As CSCs are invasive, the present study examined the potential effect of PL on cell invasion. Cell migration and invasion were determined using wound healing and Matrigel Transwell assays, respectively. Although different cell lines migrated at different rates, the control cells covered the majority of the wound area; in comparison, fewer PL-treated cells migrated to the wound area (8% in the SAS cells and 61% in the CGHNC8 cells) after 10 h (Fig. 3A). The Matrigel invasion assay revealed that after 18 h of PL treatment, the number of invasive cells for the SAS and CGHNC8 cell lines decreased compared with that observed for the control cells (Fig. 3B). PL reduced the cell migration and invasion ability of the two cell lines in a concentration-dependent manner. EMT is another biological process that enables the metastasis of tumor cells through the bloodstream. Similar to the cancer stemness pathway, this process mechanistically initiates cancer metastasis and confers treatment resistance (36). Therefore, the function that PL serves in EMT was investigated. Compared with the control cells, the PL-treated cells exhibited an increased expression level of E-cadherin but a decreased expression level of N-cadherin and vimentin. PL reduced the levels of transcription factors, including Snail and Slug that participate in EMT (Fig. 3C). These results suggest that PL suppressed cell migration and invasion ability, and so regulated EMT in oral cancer cells.

Surgery, radiotherapy, chemotherapy or combinations of these methods are the main therapeutic methods for oral cancer. The main reason for therapeutic failure is acquired resistance, which is attributed to CSCs. Therefore, whether PL serves as a sensitizer was investigated in order to improve therapeutic efficacy. The clonogenic survival assay was used to examine the radiosensitization effect of PL following the treatment of cells with PL alone, radiation alone or a combination of PL and radiation.

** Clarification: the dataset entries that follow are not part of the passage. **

use chrono::Utc;
use serde::{Deserialize, Serialize};

mod validation;

pub use validation::{validate_and_prepare, ValidationError};

/// Lifecycle status of a single system connection.
///
/// Shared by the connection registry, the refresh scheduler, the web-login
/// bridge and every change message published on the bus.
#[derive(Clone, Copy, Debug, PartialEq, Eq, Hash, Serialize, Deserialize)]
#[serde(rename_all = "lowercase")]
pub enum ConnectionStatus {
    Disconnected,
    Connecting,
    Connected,
}

impl ConnectionStatus {
    pub fn as_str(&self) -> &'static str {
        match self {
            ConnectionStatus::Disconnected => "disconnected",
            ConnectionStatus::Connecting => "connecting",
            ConnectionStatus::Connected => "connected",
        }
    }
}

impl std::fmt::Display for ConnectionStatus {
    fn fmt(&self, f: &mut std::fmt::Formatter<'_>) -> std::fmt::Result {
        f.write_str(self.as_str())
    }
}

/// Status change of one connection, as broadcast to other services.
#[derive(Clone, Debug, PartialEq, Serialize, Deserialize)]
#[serde(rename_all = "camelCase")]
pub struct ConnectionChange {
    pub username: String,
    pub connection_code: String,
    pub system_code: String,
    pub status: ConnectionStatus,
}

/// Envelope for messages published by the gateway.
///
/// Identifiers are UUIDv7, so messages from one gateway are time-ordered.
#[derive(Clone, Debug, Serialize, Deserialize)]
pub struct SystemMessage {
    /// UUIDv7 identifier, generated on validation when absent
    #[serde(rename = "messageId")]
    #[serde(skip_serializing_if = "Option::is_none")]
    pub message_id: Option<String>,

    /// Logical origin (e.g. "system.connection"), lowercase with dot separators
    pub origin: String,

    /// Message kind within the origin (e.g. "change")
    pub kind: String,

    /// Unix epoch milliseconds
    pub timestamp: i64,

    pub change: ConnectionChange,
}

impl SystemMessage {
    pub const CONNECTION_ORIGIN: &'static str = "system.connection";
    pub const CHANGE_KIND: &'static str = "change";

    /// Builds a connection change message stamped with the current time.
    pub fn connection_change(change: ConnectionChange) -> Self {
        Self {
            message_id: None,
            origin: Self::CONNECTION_ORIGIN.to_string(),
            kind: Self::CHANGE_KIND.to_string(),
            timestamp: Utc::now().timestamp_millis(),
            change,
        }
    }

    /// Validates the envelope and assigns a message id if missing.
    pub fn validate_and_prepare(&mut self) -> Result<(), ValidationError> {
        validation::validate_and_prepare(self)
    }
}
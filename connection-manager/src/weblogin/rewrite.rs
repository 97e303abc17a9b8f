//! Header rewriting between the browser, the gateway and the backend login domain.

use axum::http::header::{self, HeaderMap, HeaderName, HeaderValue};
use axum_extra::extract::cookie::Cookie;
use tracing::debug;
use url::Url;

/// Connection-scoped headers that must not cross the proxy.
const HOP_BY_HOP: [&str; 8] = [
    "connection",
    "keep-alive",
    "proxy-authenticate",
    "proxy-authorization",
    "te",
    "trailer",
    "transfer-encoding",
    "upgrade",
];

/// Host without its port: `gateway.example.com:8443` → `gateway.example.com`.
///
/// Bracketed IPv6 hosts keep their brackets: `[::1]:8443` → `[::1]`.
pub fn extract_domain(host: &str) -> &str {
    if host.starts_with('[') {
        return match host.find(']') {
            Some(end) => &host[..=end],
            None => host,
        };
    }
    match host.rfind(':') {
        Some(index) => &host[..index],
        None => host,
    }
}

/// `host[:port]` of a URL, as used in `Host` headers.
pub fn host_with_port(url: &Url) -> String {
    let host = url.host_str().unwrap_or_default();
    match url.port() {
        Some(port) => format!("{}:{}", host, port),
        None => host.to_string(),
    }
}

pub fn strip_hop_by_hop(headers: &mut HeaderMap) {
    for name in HOP_BY_HOP {
        headers.remove(name);
    }
}

fn set(headers: &mut HeaderMap, name: HeaderName, value: &str) {
    if let Ok(value) = HeaderValue::from_str(value) {
        headers.insert(name, value);
    }
}

/// Makes a browser request look as if it was sent to `target` directly.
pub fn remap_request_headers(headers: &mut HeaderMap, target: &Url) {
    let target_host = host_with_port(target);

    if headers.contains_key(header::ORIGIN) {
        set(headers, header::ORIGIN, &format!("{}://{}", target.scheme(), target_host));
    }
    if headers.contains_key(header::REFERER) {
        set(headers, header::REFERER, target.as_str());
    }
    set(headers, header::HOST, &target_host);
    strip_hop_by_hop(headers);
}

/// Makes a backend response look as if it came from the gateway.
pub fn remap_response_headers(headers: &mut HeaderMap, scheme: &str, gateway_host: &str) {
    if headers.contains_key(header::ORIGIN) {
        set(headers, header::ORIGIN, &format!("{}://{}", scheme, gateway_host));
    }
    set(headers, header::HOST, gateway_host);
    headers.remove(header::LINK);
    strip_hop_by_hop(headers);
    rewrite_cookie_domains(headers, extract_domain(gateway_host));
}

/// Points every `Set-Cookie` that names a domain at `domain` instead.
pub fn rewrite_cookie_domains(headers: &mut HeaderMap, domain: &str) {
    let values: Vec<HeaderValue> = headers.get_all(header::SET_COOKIE).iter().cloned().collect();
    if values.is_empty() {
        return;
    }

    headers.remove(header::SET_COOKIE);

    for value in values {
        let rewritten = value
            .to_str()
            .ok()
            .and_then(|raw| Cookie::parse(raw.to_string()).ok())
            .filter(|cookie| cookie.domain().is_some())
            .and_then(|mut cookie| {
                debug!(
                    cookie = %cookie.name(),
                    from = cookie.domain().unwrap_or_default(),
                    to = %domain,
                    "Remapping cookie domain"
                );
                cookie.set_domain(domain.to_string());
                HeaderValue::from_str(&cookie.to_string()).ok()
            });

        headers.append(header::SET_COOKIE, rewritten.unwrap_or(value));
    }
}

/// Cookies set by a backend response.
pub fn response_cookies(headers: &HeaderMap) -> Vec<Cookie<'static>> {
    headers
        .get_all(header::SET_COOKIE)
        .iter()
        .filter_map(|v| v.to_str().ok())
        .filter_map(|raw| Cookie::parse(raw.to_string()).ok())
        .collect()
}

/// Drops the named cookie from the request `Cookie` header(s).
pub fn strip_request_cookie(headers: &mut HeaderMap, name: &str) {
    let kept: Vec<String> = headers
        .get_all(header::COOKIE)
        .iter()
        .filter_map(|v| v.to_str().ok())
        .flat_map(|raw| Cookie::split_parse(raw.to_string()).flatten().collect::<Vec<_>>())
        .filter(|cookie| cookie.name() != name)
        .map(|cookie| format!("{}={}", cookie.name(), cookie.value()))
        .collect();

    headers.remove(header::COOKIE);
    if !kept.is_empty() {
        set(headers, header::COOKIE, &kept.join("; "));
    }
}

fn escape_html(text: &str) -> String {
    let mut escaped = String::with_capacity(text.len());
    for c in text.chars() {
        match c {
            '&' => escaped.push_str("&amp;"),
            '<' => escaped.push_str("&lt;"),
            '>' => escaped.push_str("&gt;"),
            '"' => escaped.push_str("&quot;"),
            _ => escaped.push(c),
        }
    }
    escaped
}

/// Page shown to the browser in place of the backend's login completion page.
///
/// Error causes may carry backend response bodies, so both parts are escaped.
pub fn login_page_html(title: &str, message: &str) -> String {
    format!(
        "<html><body><h1>{}</h1><br/>{}</body></html>",
        escape_html(title),
        escape_html(message)
    )
}

/// Multi-line header listing for debug logs.
pub fn dump_headers(headers: &HeaderMap) -> String {
    headers
        .iter()
        .map(|(name, value)| format!("   {} : {}", name, value.to_str().unwrap_or("<binary>")))
        .collect::<Vec<_>>()
        .join("\n")
}
use super::SystemMessage;
use std::fmt;
use uuid::Uuid;

/// Validation errors for SystemMessage
#[derive(Debug, Clone, PartialEq)]
pub enum ValidationError {
    MissingOrigin,
    MissingKind,
    MissingUsername,
    MissingConnectionCode,
    MissingSystemCode,
    InvalidOriginFormat(String),
    InvalidTimestamp(i64),
}

impl fmt::Display for ValidationError {
    fn fmt(&self, f: &mut fmt::Formatter<'_>) -> fmt::Result {
        match self {
            ValidationError::MissingOrigin => write!(f, "origin is required"),
            ValidationError::MissingKind => write!(f, "kind is required"),
            ValidationError::MissingUsername => write!(f, "username is required"),
            ValidationError::MissingConnectionCode => write!(f, "connection code is required"),
            ValidationError::MissingSystemCode => write!(f, "system code is required"),
            ValidationError::InvalidOriginFormat(s) => {
                write!(f, "invalid origin '{}': must be lowercase with optional dots", s)
            }
            ValidationError::InvalidTimestamp(ts) => {
                write!(f, "timestamp must be positive, got {}", ts)
            }
        }
    }
}

impl std::error::Error for ValidationError {}

/// Validates a SystemMessage before publishing.
///
/// Rules:
/// - origin and kind are non-empty, origin is dot-separated lowercase
/// - the change names a user, a connection and a system
/// - timestamp is positive (Unix epoch milliseconds)
/// - message_id gets a UUIDv7 when missing or empty
pub fn validate_and_prepare(message: &mut SystemMessage) -> Result<(), ValidationError> {
    if message.origin.is_empty() {
        return Err(ValidationError::MissingOrigin);
    }
    if message.kind.is_empty() {
        return Err(ValidationError::MissingKind);
    }
    if !is_valid_origin(&message.origin) {
        return Err(ValidationError::InvalidOriginFormat(message.origin.clone()));
    }

    let change = &message.change;
    if change.username.is_empty() {
        return Err(ValidationError::MissingUsername);
    }
    if change.connection_code.is_empty() {
        return Err(ValidationError::MissingConnectionCode);
    }
    if change.system_code.is_empty() {
        return Err(ValidationError::MissingSystemCode);
    }

    if message.timestamp <= 0 {
        return Err(ValidationError::InvalidTimestamp(message.timestamp));
    }

    if message.message_id.as_deref().map_or(true, str::is_empty) {
        message.message_id = Some(Uuid::now_v7().to_string());
    }

    Ok(())
}

/// Origins are lowercase segments joined by single dots.
fn is_valid_origin(origin: &str) -> bool {
    !origin.is_empty()
        && origin.split('.').all(|segment| {
            !segment.is_empty()
                && segment
                    .chars()
                    .all(|c| c.is_ascii_lowercase() || c.is_ascii_digit())
        })
}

The radiation sensitivity levels of SAS and CGHNC8 cells treated with the combination of PL and radiation increased by 47.5 and 25.63%, respectively (Fig. 4A). 5-FU, which is commonly used for treating oral cavity cancers, was selected to test chemosensitivity. As presented in Fig. 4B, ~60 and 70% of SAS and CGHNC8 cells, respectively, were killed following treatment with 5-FU for 48 h. The same effect was observed in PL-treated cells. The SAS and CGHNC8 cells that were treated with 5-FU and PL exhibited enhanced drug sensitivity (Fig. 4B). Thus, PL enhanced the radio- and chemosensitivity levels of oral cancer cells.

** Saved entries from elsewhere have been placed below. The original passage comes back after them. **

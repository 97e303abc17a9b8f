//! Scripted browser login.
//!
//! ```text
//! GET  login page ──▶ embedded config + authorize query (state, nonce, ...)
//! POST credentials ──▶ hidden form (wa, wresult, wctx)
//! POST form to callback ──▶ 2FA page (new state)
//! POST 2FA code ──▶ dashboard, tokens in response headers
//! ```
//!
//! The backend rejects requests that do not look like they come from a
//! desktop browser, so every step carries browser-like headers.

use super::api::{Auth0Config, LoginRequest};
use super::markup::{self, LoginResult};
use super::TradestationAdapter;
use crate::adapter::ensure_success;
use crate::error::{GatewayError, Result};
use base64::{engine::general_purpose::STANDARD as BASE64, Engine};
use reqwest::header::{HeaderMap, HeaderValue, ACCEPT};
use tracing::{debug, error};

const HTML_ACCEPT: &str = "text/html,application/xhtml+xml,application/xml;q=0.9,image/avif,image/webp,image/apng,*/*;q=0.8,application/signed-exchange;v=b3;q=0.7";
const AUTH0_CLIENT: &str = "eyJuYW1lIjoiYXV0aDAuanMtdWxwIiwidmVyc2lvbiI6IjkuMTYuNCJ9";
const LOGIN_CONNECTION: &str = "auth0-api-connection";

/// Authorize parameters carried by the login page URL, plus its embedded config.
#[derive(Debug, Default)]
pub(super) struct LoginInfo {
    pub state: String,
    pub client: String,
    pub protocol: String,
    pub scope: String,
    pub response_type: String,
    pub redirect_uri: String,
    pub audience: String,
    pub nonce: String,
    pub code_challenge_method: String,
    pub code_challenge: String,
    pub config: Auth0Config,
}

impl LoginInfo {
    fn from_url(url: &reqwest::Url, config: Auth0Config) -> Self {
        let mut info = LoginInfo {
            config,
            ..Default::default()
        };

        for (key, value) in url.query_pairs() {
            let value = value.into_owned();
            match key.as_ref() {
                "state" => info.state = value,
                "client" => info.client = value,
                "protocol" => info.protocol = value,
                "scope" => info.scope = value,
                "response_type" => info.response_type = value,
                "redirect_uri" => info.redirect_uri = value,
                "audience" => info.audience = value,
                "nonce" => info.nonce = value,
                "code_challenge_method" => info.code_challenge_method = value,
                "code_challenge" => info.code_challenge = value,
                _ => {}
            }
        }

        info
    }
}

/// Headers a desktop Chrome sends on every request.
pub(super) fn common_headers() -> HeaderMap {
    let mut h = HeaderMap::new();
    h.insert("Accept-Language", HeaderValue::from_static("en-US,en;q=0.9"));
    h.insert("Cache-Control", HeaderValue::from_static("no-cache"));
    h.insert("Pragma", HeaderValue::from_static("no-cache"));
    h.insert(
        "Sec-Ch-Ua",
        HeaderValue::from_static("\"Not)A;Brand\";v=\"8\", \"Chromium\";v=\"138\", \"Google Chrome\";v=\"138\""),
    );
    h.insert("Sec-Ch-Ua-Mobile", HeaderValue::from_static("?0"));
    h.insert("Sec-Ch-Ua-Platform", HeaderValue::from_static("\"Linux\""));
    h.insert(
        "User-Agent",
        HeaderValue::from_static(
            "Mozilla/5.0 (X11; Linux x86_64) AppleWebKit/537.36 (KHTML, like Gecko) Chrome/138.0.0.0 Safari/537.36",
        ),
    );
    h
}

/// Headers of the sign-in page's own XHR calls.
fn xhr_headers() -> HeaderMap {
    let mut h = common_headers();
    h.insert(ACCEPT, HeaderValue::from_static("*/*"));
    h.insert("Priority", HeaderValue::from_static("u=0, i"));
    h.insert("Origin", HeaderValue::from_static("https://signin.tradestation.com"));
    h.insert("Sec-Fetch-Dest", HeaderValue::from_static("empty"));
    h.insert("Sec-Fetch-Mode", HeaderValue::from_static("cors"));
    h.insert("Sec-Fetch-Site", HeaderValue::from_static("same-origin"));
    h.insert("Auth0-Client", HeaderValue::from_static(AUTH0_CLIENT));
    h
}

impl TradestationAdapter {
    /// Runs the whole sign-in and stores the resulting tokens.
    pub(super) async fn login(&mut self) -> Result<()> {
        let info = self.create_login_info().await?;
        let result = self.submit_credentials(&info).await?;
        let state = self.call_callback(&result).await?;
        self.submit_two_fa_code(&state).await
    }

    async fn create_login_info(&self) -> Result<LoginInfo> {
        let mut headers = common_headers();
        headers.insert(ACCEPT, HeaderValue::from_static(HTML_ACCEPT));
        headers.insert("Priority", HeaderValue::from_static("u=0, i"));
        headers.insert("Sec-Fetch-Dest", HeaderValue::from_static("document"));
        headers.insert("Sec-Fetch-Mode", HeaderValue::from_static("navigate"));
        headers.insert("Sec-Fetch-Site", HeaderValue::from_static("none"));
        headers.insert("Sec-Fetch-User", HeaderValue::from_static("?1"));
        headers.insert("Upgrade-Insecure-Requests", HeaderValue::from_static("1"));

        let response = self
            .client()?
            .get(&self.endpoints.login_page)
            .headers(headers)
            .send()
            .await?;
        let response = ensure_success(response).await?;

        // Many redirects happen before the page: the authorize query is on the final URL
        let final_url = response.url().clone();
        let body = response.text().await?;

        let encoded = markup::extract_encoded_config(&body)
            .ok_or_else(|| GatewayError::malformed("Can't extract config from login page"))?;
        let decoded = BASE64
            .decode(encoded.as_bytes())
            .map_err(|_| GatewayError::malformed(format!("Can't decode config from base64: {}", encoded)))?;
        let config: Auth0Config = serde_json::from_slice(&decoded)
            .map_err(|e| GatewayError::malformed(format!("Bad login config JSON: {}", e)))?;

        debug!(final_url = %final_url, tenant = %config.auth0_tenant, "Tradestation login page parsed");
        Ok(LoginInfo::from_url(&final_url, config))
    }

    async fn submit_credentials(&self, info: &LoginInfo) -> Result<LoginResult> {
        let client_id = if info.client.is_empty() {
            self.client_id.as_str()
        } else {
            info.client.as_str()
        };

        let request = LoginRequest {
            audience: &info.audience,
            client_id,
            connection: LOGIN_CONNECTION,
            nonce: &info.nonce,
            password: &self.password,
            redirect_uri: &info.redirect_uri,
            response_type: &info.response_type,
            scope: &info.scope,
            state: &info.state,
            tenant: &info.config.auth0_tenant,
            username: &self.username,
            csrf: &info.config.internal_options.csrf,
            intstate: &info.config.internal_options.intstate,
        };

        let response = self
            .client()?
            .post(&self.endpoints.login_post)
            .headers(xhr_headers())
            .json(&request)
            .send()
            .await?;
        let body = response.text().await?;

        let result = markup::extract_login_result(&body);
        if result.wa.is_empty() {
            error!(username = %self.username, "Can't login to Tradestation");
            return Err(GatewayError::auth_failure("Can't login to Tradestation"));
        }

        Ok(result)
    }

    /// Posts the hidden form and returns the state of the 2FA challenge.
    async fn call_callback(&self, result: &LoginResult) -> Result<String> {
        let form = [
            ("wa", result.wa.as_str()),
            ("wresult", result.wresult.as_str()),
            ("wctx", result.wctx.as_str()),
        ];

        let response = self
            .client()?
            .post(&self.endpoints.login_callback)
            .headers(xhr_headers())
            .form(&form[..])
            .send()
            .await?;

        let final_url = response.url().clone();
        if final_url.path() != self.endpoints.two_fa_path() {
            error!(path = %final_url.path(), "Didn't get the 2FA page");
            return Err(GatewayError::auth_failure("Didn't get the 2FA page"));
        }

        Ok(final_url
            .query_pairs()
            .find(|(k, _)| k == "state")
            .map(|(_, v)| v.into_owned())
            .unwrap_or_default())
    }

    async fn submit_two_fa_code(&mut self, state: &str) -> Result<()> {
        let form = [
            ("state", state),
            ("code", self.two_fa_code.as_str()),
            ("action", "default"),
        ];

        let mut headers = common_headers();
        headers.insert(ACCEPT, HeaderValue::from_static(HTML_ACCEPT));

        let url = format!("{}?state={}", self.endpoints.two_fa, urlencoding::encode(state));
        let response = self
            .client()?
            .post(url)
            .headers(headers)
            .form(&form[..])
            .send()
            .await?;

        if response.url().path() != self.endpoints.dashboard_path {
            error!(path = %response.url().path(), "Didn't get the dashboard page");
            return Err(GatewayError::auth_failure("Didn't get the dashboard page"));
        }

        let header_text = |name: &str| {
            response
                .headers()
                .get(name)
                .and_then(|v| v.to_str().ok())
                .unwrap_or_default()
                .to_string()
        };

        self.access_token = header_text("X-Authorization");
        self.id_token = header_text("X-Id-Token");

        if self.access_token.is_empty() {
            return Err(GatewayError::auth_failure("Dashboard did not return an access token"));
        }

        Ok(())
    }
}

PL induces apoptosis in various types of cancer (19,20). Therefore, whether PL regulates the tumor growth ability of oral cancer cells was investigated. PL treatment (5 µM) for 48 h reduced the growth of the SAS and CGHNC8 cells to 11.2 and 21.9%, respectively, compared with the control cells (Fig. 5A). The colony formation assay was used to examine the long-term effect of PL by treating cells with PL (0.625 and 2.500 µM) for 7 days. Consistently, PL significantly suppressed colony formation, and no or few colonies were formed following PL treatment (2.5 µM; Fig. 5B). Furthermore, PL reduced the growth of oral cancer cells and their colony-forming ability. In order to investigate the effects of PL on tumor growth in vivo, xenograft SAS tumors were established in BALB/c nude mice. Following injection with SAS tumor cells, the mice (5 per treatment group) were intraperitoneally administered with PL or control saline and monitored for 6 consecutive weeks. Tumor growth was significantly slower in the PL-treated groups than in the control groups (Fig. 5C). On day 42, tumor growth decreased by 63% in the PL-treated group (P<0.05). Once the mice were sacrificed, the tumor weight was revealed to be decreased by 66% in the PL-treated group (Fig. 5D). Tumor tissues were confirmed using H&E staining (Fig. 5E). The results indicate that PL inhibited tumor growth in vitro and in vivo.